Results: This approach not only allowed a high gain in test execution performance but also made us revisit and restructure all database dependencies. This has brought a more structured architecture by breaking down unnecessary dependencies and improving the quality of the existing code. At development time the team started using only memory tests. In the generation of the builds, however, we still opted for the database-dependent execution to avoid any disparity due to database changes beyond our control.
3.8 Production is Complex
Problem: Exponential combination. As discussed earlier, combinations of client configurations generate an exponential number of scripts which are infeasible to validate at completeness. What we began to notice is that not only combinations of configurations generated unforeseen situations, but also combinations of data sets that in complex systems can differentiate the way the system behaves. Thus, we progressively found a set of factors that generated unexpected situations, but were only demonstrated in some specific production environments. The approach to scenario prediction was no longer sufficient for the level of quality we were seeking.
Our improvement: Hot Data Test. We began to rethink the way we carried out our tests and re-evaluate whether there would be no smarter ways to reduce the risks of unpredictable production scenarios. We have created a new concept of automated tests: Hot Data Test. Such a concept is based on the assumption that the test will be carried out on an already densely populated basis.
The objective, in this case, is no longer the assertiveness of the numbers and information in detail obtained from the actions, but rather the assurance that the flow of screens and system availability remain unaltered after the execution of cycles of commands common in production. These scenarios, even in small numbers, brought great benefits because they gave us the ability to handle real database copies (with data masked) from our clients, which allowed us to perform a series of validations before new builds were introduced.

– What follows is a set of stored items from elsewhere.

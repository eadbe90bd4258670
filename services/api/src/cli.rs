use crate::server;
use crate::walkthrough::{list_steps, walk, WalkArgs};
use clap::{Args, Parser, Subcommand};
use screening_wizard::error::AppError;

#[derive(Parser, Debug)]
#[command(
    name = "Screening Wizard",
    about = "Serve and inspect the record-a-mammogram step wizard",
    version
)]
struct Cli {
    #[command(subcommand)]
    command: Option<Command>,
}

#[derive(Subcommand, Debug)]
enum Command {
    /// Start the HTTP service (default command)
    Serve(ServeArgs),
    /// List every reachable step with its form and successors
    Steps,
    /// Answer the wizard's questions in order and print the route taken
    Walk(WalkArgs),
}

#[derive(Args, Debug, Default)]
pub(crate) struct ServeArgs {
    /// Override the configured host for the HTTP server
    #[arg(long)]
    pub(crate) host: Option<String>,
    /// Override the configured port for the HTTP server
    #[arg(long)]
    pub(crate) port: Option<u16>,
}

pub(crate) async fn run() -> Result<(), AppError> {
    let cli = Cli::parse();
    let command = cli
        .command
        .unwrap_or_else(|| Command::Serve(ServeArgs::default()));

    match command {
        Command::Serve(args) => server::run(args).await,
        Command::Steps => list_steps(),
        Command::Walk(args) => walk(args),
    }
}

#[cfg(test)]
mod tests {
    use super::*;

    #[test]
    fn defaults_to_serve_without_subcommand() {
        let cli = Cli::try_parse_from(["screening-wizard-api"]).expect("parses");
        assert!(cli.command.is_none());
    }

    #[test]
    fn parses_walk_answers() {
        let cli = Cli::try_parse_from([
            "screening-wizard-api",
            "walk",
            "--answer",
            "continue",
            "--answer",
            "dropout",
        ])
        .expect("parses");

        match cli.command {
            Some(Command::Walk(args)) => assert_eq!(args.answers, ["continue", "dropout"]),
            other => panic!("expected walk, got {other:?}"),
        }
    }

    #[test]
    fn parses_serve_overrides() {
        let cli = Cli::try_parse_from(["screening-wizard-api", "serve", "--port", "8080"])
            .expect("parses");
        match cli.command {
            Some(Command::Serve(args)) => {
                assert_eq!(args.port, Some(8080));
                assert!(args.host.is_none());
            }
            other => panic!("expected serve, got {other:?}"),
        }
    }
}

Results: In addition to preventing many errors that we would only find in production, with this technique we also discovered that we could validate, by automated testing, performance issues, thread handling, and other general aspects of the system. As an added benefit, we also began to validate an aspect we had previously no control over: manual database changes performed by our clients.
Our system’s database is generally owned by our customers and, even if not recommended, some of them perform manual changes outside the system and eventually cause data inconsistencies. ‘Bugs’ from these situations are difficult to detect because they are in disagreement with what is expected by the code.
Using the ‘Hot Data Tests’ technique we started to identify such scenarios because we validated the main flows directly over a real copy of the production database. Such inconsistencies generated anomalies in the tests and indicated that something was not in accordance with the flow predicted by the use of the system.
3.9 Cluster Execution
Problem: Partial execution is not working. From 20,000 test scripts, even with all the enhancements to ensure fast execution, we still had a very long time to complete the tests. We realized that in practice most developers did not run the full tests in their development anymore and selected only branches where they imagined that errors could occur caused by the new implementation. The result of such team behavior began to generate an unstable environment because whenever a complete execution was attempted for a new build, hundreds of tests failed because they were not previously run at the implementation time.
Our improvement: Clustering and Nightly build. We needed faster, more accurate answers. We then selected a cluster of machines to run the tests. We increased the size of our server farm and made this set available so developers could have more processing power. During the nights we set up a complete daily build. In other words, regardless of whether the developer had run the tests, every night a new build would be generated and the complete set of tests would run.
Results: Initially, this attitude showed great results because it reduced the test feedback to a maximum of one day. Failures were evidenced the day after the nightly build which carried a report of all the tests that were breaking. However, a negative situation was created as explained below.
3.10 Who is the Culprit
Problem: Long time to discover who has broken the build. We had a nightly build. We ran the entire battery of tests and the result came after eight continuous hours in a large cluster of machines. The problem was: Almost every day, some scenarios broke. Who was to blame? The culprit was obviously one of those who integrated the code the day before. Still, with almost a hundred developers involved, how could we prevent everyone from spending half of the next day just revalidating everything?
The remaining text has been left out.